Any of the following INSDC source modifiers can be added to the metadata CSV. If present, they will be automatically included in the output `metadata.csv`:

| Column (CSV header) | Description |
|---------------------|-------------|
| `altitude` | Altitude in metres above or below sea level where the sample was collected. |
| `collected_by` | Name of the person who collected the sample. |
| `culture_collection` | Institution code and culture ID (format: `inst:coll:id`). |
| `haplotype` | Haplotype of the organism. |
| `lab_host` | Laboratory host used to propagate the organism. |
| `lat_lon` | Latitude and longitude in decimal degrees (e.g., `15.77 S 47.93 W`). |
| `note` | Any additional free-text information about the sequence. |
| `segment` | Name of the viral or phage segment sequenced. |
| `sex` | Sex of the organism from which the sequence was obtained. |
| `specimen_voucher` | Institutional identifier for the source specimen. |
| `strain` | Strain of the organism. |
| `tissue_type` | Type of tissue from which the sequence was obtained. |

#### Optional Columns — Custom Viruses

For custom viruses the metadata is a tab-delimited file and the column names follow the BankIt Title_Case convention.

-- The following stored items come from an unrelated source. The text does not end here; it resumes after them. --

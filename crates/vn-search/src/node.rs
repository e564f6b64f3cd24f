//! The searchable unit: `Move`, its canonical `NodeKey`, and the `MoveArena`.
//!
//! # Ownership model
//!
//! Moves form a tree through predecessor links.  Instead of reference
//! cycles, every move lives in a [`MoveArena`] and stores its parent's
//! [`NodeId`]; reconstruction walks indices backwards and reverses.  A move
//! is never mutated after it enters the arena — successors are new values.
//!
//! # Invariants
//!
//! For every non-root move:
//!
//! * `g == parent.g + cost` and `cost >= 0`;
//! * `remaining_blocks == parent.remaining_blocks - places.len()`.
//!
//! Both are established by [`Move::child`], the only constructor the search
//! uses for successors.

use std::fmt;

use vn_core::{BlockPos, NodeId, PlaceIntent, Vec3};

/// Velocity quantisation used in [`NodeKey`] (tenths of a block per tick).
const VELOCITY_RESOLUTION: f64 = 10.0;

// ── MoveKind ──────────────────────────────────────────────────────────────────

/// The closed set of motion primitives.  Providers, executors and optimizer
/// passes are all registered against one of these tags.
#[derive(Copy, Clone, PartialEq, Eq, Hash, PartialOrd, Ord, Debug)]
pub enum MoveKind {
    /// Search root; never executed.
    Start,
    Forward,
    Diagonal,
    JumpUp,
    DropDown,
    Pillar,
    DigDown,
    Parkour,
}

impl MoveKind {
    /// Every executable kind, in registry order.
    pub const ALL: [MoveKind; 7] = [
        MoveKind::Forward,
        MoveKind::Diagonal,
        MoveKind::JumpUp,
        MoveKind::DropDown,
        MoveKind::Pillar,
        MoveKind::DigDown,
        MoveKind::Parkour,
    ];

    pub fn name(self) -> &'static str {
        match self {
            MoveKind::Start    => "start",
            MoveKind::Forward  => "forward",
            MoveKind::Diagonal => "diagonal",
            MoveKind::JumpUp   => "jump_up",
            MoveKind::DropDown => "drop_down",
            MoveKind::Pillar   => "pillar",
            MoveKind::DigDown  => "dig_down",
            MoveKind::Parkour  => "parkour",
        }
    }
}

impl fmt::Display for MoveKind {
    fn fmt(&self, f: &mut fmt::Formatter<'_>) -> fmt::Result {
        f.write_str(self.name())
    }
}

// ── NodeKey ───────────────────────────────────────────────────────────────────

/// Canonical identity of a search state for the open and closed sets.
#[derive(Copy, Clone, PartialEq, Eq, Hash, Debug)]
pub struct NodeKey {
    pub pos: BlockPos,
    pub vel: [i32; 3],
}

impl NodeKey {
    pub fn new(pos: BlockPos, vel: Vec3) -> Self {
        Self { pos, vel: vel.quantize(VELOCITY_RESOLUTION) }
    }
}

// ── Candidate ─────────────────────────────────────────────────────────────────

/// A successor proposed by a movement provider.
///
/// Providers only describe the transition; the engine turns it into a
/// [`Move`] so the cost and resource invariants are enforced in one place.
#[derive(Clone, Debug, PartialEq)]
pub struct Candidate {
    pub kind:   MoveKind,
    /// Where execution starts aligning (normally the parent's position).
    pub entry:  BlockPos,
    /// Destination feet position.
    pub pos:    BlockPos,
    pub vel:    Vec3,
    /// Transition cost, already escalated; must be non-negative.
    pub cost:   f64,
    pub breaks: Vec<BlockPos>,
    pub places: Vec<PlaceIntent>,
}

impl Candidate {
    pub fn new(kind: MoveKind, entry: BlockPos, pos: BlockPos, cost: f64) -> Self {
        Self {
            kind,
            entry,
            pos,
            vel: Vec3::ZERO,
            cost,
            breaks: Vec::new(),
            places: Vec::new(),
        }
    }

    pub fn with_breaks(mut self, breaks: Vec<BlockPos>) -> Self {
        self.breaks = breaks;
        self
    }

    pub fn with_places(mut self, places: Vec<PlaceIntent>) -> Self {
        self.places = places;
        self
    }

    pub fn with_velocity(mut self, vel: Vec3) -> Self {
        self.vel = vel;
        self
    }
}

// ── Move ──────────────────────────────────────────────────────────────────────

/// A search node specialised with cost, predecessor link and interactions.
#[derive(Clone, Debug, PartialEq)]
pub struct Move {
    pos:              BlockPos,
    vel:              Vec3,
    remaining_blocks: u32,
    g:                f64,
    h:                f64,
    cost:             f64,
    kind:             MoveKind,
    parent:           Option<NodeId>,
    depth:            u32,
    entry:            BlockPos,
    breaks:           Vec<BlockPos>,
    places:           Vec<PlaceIntent>,
}

impl Move {
    /// A search root at rest at `pos` with `remaining_blocks` to place.
    pub fn start(pos: BlockPos, remaining_blocks: u32) -> Self {
        Self {
            pos,
            vel: Vec3::ZERO,
            remaining_blocks,
            g: 0.0,
            h: 0.0,
            cost: 0.0,
            kind: MoveKind::Start,
            parent: None,
            depth: 0,
            entry: pos,
            breaks: Vec::new(),
            places: Vec::new(),
        }
    }

    /// Build the successor of `parent` (stored at `parent_id`) described by
    /// `candidate`.  `h` is filled in later via [`Move::with_heuristic`].
    ///
    /// Returns `None` if the candidate is malformed: negative or non-finite
    /// cost, or more place intents than the parent has blocks.
    pub fn child(parent_id: NodeId, parent: &Move, candidate: Candidate) -> Option<Self> {
        if !(candidate.cost >= 0.0) || !candidate.cost.is_finite() {
            return None;
        }
        let placed = u32::try_from(candidate.places.len()).ok()?;
        let remaining_blocks = parent.remaining_blocks.checked_sub(placed)?;
        Some(Self {
            pos: candidate.pos,
            vel: candidate.vel,
            remaining_blocks,
            g: parent.g + candidate.cost,
            h: 0.0,
            cost: candidate.cost,
            kind: candidate.kind,
            parent: Some(parent_id),
            depth: parent.depth + 1,
            entry: candidate.entry,
            breaks: candidate.breaks,
            places: candidate.places,
        })
    }

    /// A fresh root at this move's exit, carrying velocity and blocks over.
    /// Used when a chained search continues from a sub-path's end.
    pub fn rebase(&self) -> Self {
        Self {
            vel: self.vel,
            ..Self::start(self.pos, self.remaining_blocks)
        }
    }

    /// Collapse a contiguous window of same-kind moves into one.
    ///
    /// The result keeps the first entry, the last exit, velocity, resources
    /// and `g`, sums the transition costs, and concatenates every break and
    /// place intent in order.  Returns `None` for an empty window.
    pub fn merge_window(window: &[Move]) -> Option<Self> {
        let first = window.first()?;
        let last = window.last()?;
        Some(Self {
            pos: last.pos,
            vel: last.vel,
            remaining_blocks: last.remaining_blocks,
            g: last.g,
            h: last.h,
            cost: window.iter().map(|m| m.cost).sum(),
            kind: first.kind,
            parent: first.parent,
            depth: last.depth,
            entry: first.entry,
            breaks: window.iter().flat_map(|m| m.breaks.iter().copied()).collect(),
            places: window.iter().flat_map(|m| m.places.iter().copied()).collect(),
        })
    }

    pub(crate) fn with_heuristic(mut self, h: f64) -> Self {
        self.h = h;
        self
    }

    // ── Accessors ─────────────────────────────────────────────────────────

    /// Feet position after the move; identical to [`exit`][Self::exit].
    #[inline]
    pub fn pos(&self) -> BlockPos {
        self.pos
    }

    /// Where the move is considered complete.
    #[inline]
    pub fn exit(&self) -> BlockPos {
        self.pos
    }

    /// Where execution begins aligning.
    #[inline]
    pub fn entry(&self) -> BlockPos {
        self.entry
    }

    #[inline]
    pub fn vel(&self) -> Vec3 {
        self.vel
    }

    #[inline]
    pub fn remaining_blocks(&self) -> u32 {
        self.remaining_blocks
    }

    /// Accumulated cost from the search root.
    #[inline]
    pub fn g(&self) -> f64 {
        self.g
    }

    /// Heuristic estimate recorded when the move was generated.
    #[inline]
    pub fn h(&self) -> f64 {
        self.h
    }

    /// Cost of the transition from the predecessor.
    #[inline]
    pub fn cost(&self) -> f64 {
        self.cost
    }

    #[inline]
    pub fn kind(&self) -> MoveKind {
        self.kind
    }

    #[inline]
    pub fn parent(&self) -> Option<NodeId> {
        self.parent
    }

    #[inline]
    pub fn depth(&self) -> u32 {
        self.depth
    }

    pub fn breaks(&self) -> &[BlockPos] {
        &self.breaks
    }

    pub fn places(&self) -> &[PlaceIntent] {
        &self.places
    }

    pub fn has_interactions(&self) -> bool {
        !self.breaks.is_empty() || !self.places.is_empty()
    }

    /// Displacement from entry to exit.
    #[inline]
    pub fn delta(&self) -> BlockPos {
        self.pos - self.entry
    }

    #[inline]
    pub fn key(&self) -> NodeKey {
        NodeKey::new(self.pos, self.vel)
    }
}

// ── MoveArena ─────────────────────────────────────────────────────────────────

/// Append-only storage for every move a search has accepted.
#[derive(Default)]
pub struct MoveArena {
    moves: Vec<Move>,
}

impl MoveArena {
    pub fn new() -> Self {
        Self::default()
    }

    /// Store `mv` and return its id.
    pub fn push(&mut self, mv: Move) -> NodeId {
        let id = NodeId(self.moves.len() as u32);
        self.moves.push(mv);
        id
    }

    pub fn get(&self, id: NodeId) -> Option<&Move> {
        self.moves.get(id.index())
    }

    pub fn len(&self) -> usize {
        self.moves.len()
    }

    pub fn is_empty(&self) -> bool {
        self.moves.is_empty()
    }

    /// Moves from just after the root to `end`, in execution order.
    ///
    /// The root (the move without a parent) is not included, so the first
    /// returned move's entry is the search's start position.
    pub fn reconstruct(&self, end: NodeId) -> Vec<Move> {
        let mut out = Vec::new();
        let mut cur = self.get(end);
        while let Some(mv) = cur {
            let Some(parent) = mv.parent else {
                break;
            };
            out.push(mv.clone());
            cur = self.get(parent);
        }
        out.reverse();
        out
    }
}

impl std::ops::Index<NodeId> for MoveArena {
    type Output = Move;
    #[inline]
    fn index(&self, id: NodeId) -> &Move {
        &self.moves[id.index()]
    }
}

The following columns can be added to the input CSV using the standard lower-case names — they will be automatically renamed in the output:

| Input column | Output column | Description |
|---|---|---|
| `altitude` | `Altitude` | Altitude in metres. |
| `bio_material` | `Bio_material` | Biological material identifier. |
| `breed` | `Breed` | Named breed (usually for domesticated mammals). |
| `cell_line` | `Cell_line` | Cell line from which the sequence was obtained. |
| `cell_type` | `Cell_type` | Type of cell. |
| `clone` | `Clone` | Clone from which the sequence was obtained. |
| `collected_by` | `Collected_by` | Person who collected the sample. |
| `culture_collection` | `Culture_collection` | Culture collection identifier. |
| `dev_stage` | `Dev_stage` | Developmental stage of the organism. |
| `ecotype` | `Ecotype` | Named ecotype. |
| `fwd_primer_name` | `Fwd_primer_name` | Name of forward PCR primer. |
| `fwd_primer_seq` | `Fwd_primer_seq` | Sequence of forward PCR primer. |
| `genotype` | `Genotype` | Genotype of the organism. |
| `haplogroup` | `Haplogroup` | Haplogroup of the organism. |
| `haplotype` | `Haplotype` | Haplotype of the organism. |
| `lab_host` | `Lab_host` | Laboratory host used to propagate the organism. |
| `lat_lon` | `Lat_Lon` | Latitude and longitude in decimal degrees. |
| `note` | `Note` | Free-text additional information. |
| `rev_primer_name` | `Rev_primer_name` | Name of reverse PCR primer. |
| `rev_primer_seq` | `Rev_primer_seq` | Sequence of reverse PCR primer. |
| `segment` | `Segment` | Viral or phage segment sequenced. |
| `serotype` | `Serotype` | Serological variety. |
| `serovar` | `Serovar` | Serological variety (prokaryote). |
| `sex` | `Sex` | Sex of the organism. |
| `specimen_voucher` | `Specimen_voucher` | Specimen voucher identifier. |
| `strain` | `Strain` | Strain of the organism. |
| `sub_species` | `Sub_species` | Subspecies. |
| `tissue_lib` | `Tissue_lib` | Tissue library. |
| `tissue_type` | `Tissue_type` | Type of tissue. |
| `variety` | `Variety` | Variety of the organism. |

> **Note:** Columns not listed above are silently ignored and will not appear in the output metadata file.

### Output Format

The `prepare-ncbi-submission` command will take your input CSV and generate a final metadata file inside each submission directory. For predefined viruses (SARS-CoV-2, Dengue, Influenza, Norovirus), a comma-delimited `metadata.csv` is generated. For custom viruses, a tab-delimited `metadata.tsv` is generated instead. The tool automatically enriches this file with taxonomic and typing data derived from the `viralQC` results:

* **Influenza**: Adds `serotype` (e.g., `H1N1` or `H3N2`) extracted directly from the classification.
* **Dengue**: Adds `genotype` (e.g., `1`, `2`, `3`, or `4`) and `serotype` (the detailed clade assignment).
* **Norovirus**: Adds `genotype` (e.g., `GII`, `GII.17`) extracted from the virus classification. No `serotype` column is included.
* **SARS-CoV-2**: Removes `isolation-source` and `serotype` as they are not typically included in SC2 NCBI submissions.
* **Custom Viruses**: Renames columns to NCBI-compatible names: `geo_loc_name` → `Country (geo_loc_name)`, `host` → `Host`, `isolate` → `Isolate`, `collection-date` → `Collection_date`, `isolation-source` → `Isolation_source`. No `Organism` column is added (the organism information is included in the FASTA headers as `[Organism=...]`).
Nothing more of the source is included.